EXERCISE OBJECTIVE>
Look through the records below and copy each line that includes the word "UserId".

====== STORED DATA

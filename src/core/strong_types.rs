// Strong Types - newtype identifiers for every record the engine touches
// Keeps user keys, post ids and conversation ids from being mixed up at call sites

use serde::{Deserialize, Serialize};
use std::fmt;

/// Opaque identity key issued by the external identity provider
#[derive(Debug, Clone, PartialEq, Eq, Hash, PartialOrd, Ord, Serialize, Deserialize)]
pub struct UserId(String);

impl UserId {
    pub fn new(id: impl Into<String>) -> Self {
        Self(id.into())
    }

    /// Fresh random key, for fixtures and sample data
    pub fn generate() -> Self {
        Self(uuid::Uuid::new_v4().to_string())
    }

    pub fn as_str(&self) -> &str {
        &self.0
    }
}

impl fmt::Display for UserId {
    fn fmt(&self, f: &mut fmt::Formatter<'_>) -> fmt::Result {
        write!(f, "{}", self.0)
    }
}

impl From<&str> for UserId {
    fn from(s: &str) -> Self {
        Self::new(s)
    }
}

impl From<String> for UserId {
    fn from(s: String) -> Self {
        Self(s)
    }
}

/// Declares an i64-backed record id with the usual conversions
macro_rules! record_id {
    ($(#[$meta:meta])* $name:ident) => {
        $(#[$meta])*
        #[derive(Debug, Clone, Copy, PartialEq, Eq, Hash, PartialOrd, Ord, Serialize, Deserialize)]
        #[serde(transparent)]
        pub struct $name(pub i64);

        impl $name {
            pub fn new(id: i64) -> Self {
                Self(id)
            }

            pub fn value(self) -> i64 {
                self.0
            }
        }

        impl fmt::Display for $name {
            fn fmt(&self, f: &mut fmt::Formatter<'_>) -> fmt::Result {
                write!(f, "{}", self.0)
            }
        }

        impl From<i64> for $name {
            fn from(id: i64) -> Self {
                Self(id)
            }
        }

        impl From<$name> for i64 {
            fn from(id: $name) -> Self {
                id.0
            }
        }
    };
}

record_id!(PostId);
record_id!(CommentId);
record_id!(
    /// Identifier of a directed friend request row
    FriendRequestId
);
record_id!(NotificationId);
record_id!(ConversationId);
record_id!(MessageId);
record_id!(GroupId);
record_id!(GroupPostId);

/// Offset/limit window over an ordered listing
#[derive(Debug, Clone, Copy, PartialEq, Eq, Serialize, Deserialize)]
pub struct Page {
    pub offset: u32,
    pub limit: u32,
}

impl Page {
    pub fn new(offset: u32, limit: u32) -> Self {
        Self { offset, limit }
    }

    pub fn first(limit: u32) -> Self {
        Self { offset: 0, limit }
    }

    /// Clamp the limit to the configured maximum page size
    pub fn clamped(self, max_limit: u32) -> Self {
        Self {
            offset: self.offset,
            limit: self.limit.min(max_limit),
        }
    }

    /// The window that follows this one
    pub fn next(self) -> Self {
        Self {
            offset: self.offset.saturating_add(self.limit),
            limit: self.limit,
        }
    }
}

impl Default for Page {
    fn default() -> Self {
        Self { offset: 0, limit: 50 }
    }
}

#[cfg(test)]
mod tests {
    use super::*;

    #[test]
    fn test_record_id_conversions() {
        let id = PostId::new(42);
        assert_eq!(id.value(), 42);
        assert_eq!(i64::from(id), 42);
        assert_eq!(id.to_string(), "42");
        assert_eq!(serde_json::to_string(&id).unwrap(), "42");
    }

    #[test]
    fn test_user_id_is_opaque() {
        let id = UserId::from("auth0|abc");
        assert_eq!(id.as_str(), "auth0|abc");
        assert_ne!(UserId::generate(), UserId::generate());
    }

    #[test]
    fn test_page_clamp_and_next() {
        let page = Page::new(10, 500).clamped(100);
        assert_eq!(page, Page::new(10, 100));
        assert_eq!(page.next(), Page::new(110, 100));
    }
}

============

ANSWER SECTION>
pub struct UserId(String);
impl UserId {
impl fmt::Display for UserId {
impl From<&str> for UserId {
impl From<String> for UserId {
        let id = UserId::from("auth0|abc");
        assert_ne!(UserId::generate(), UserId::generate());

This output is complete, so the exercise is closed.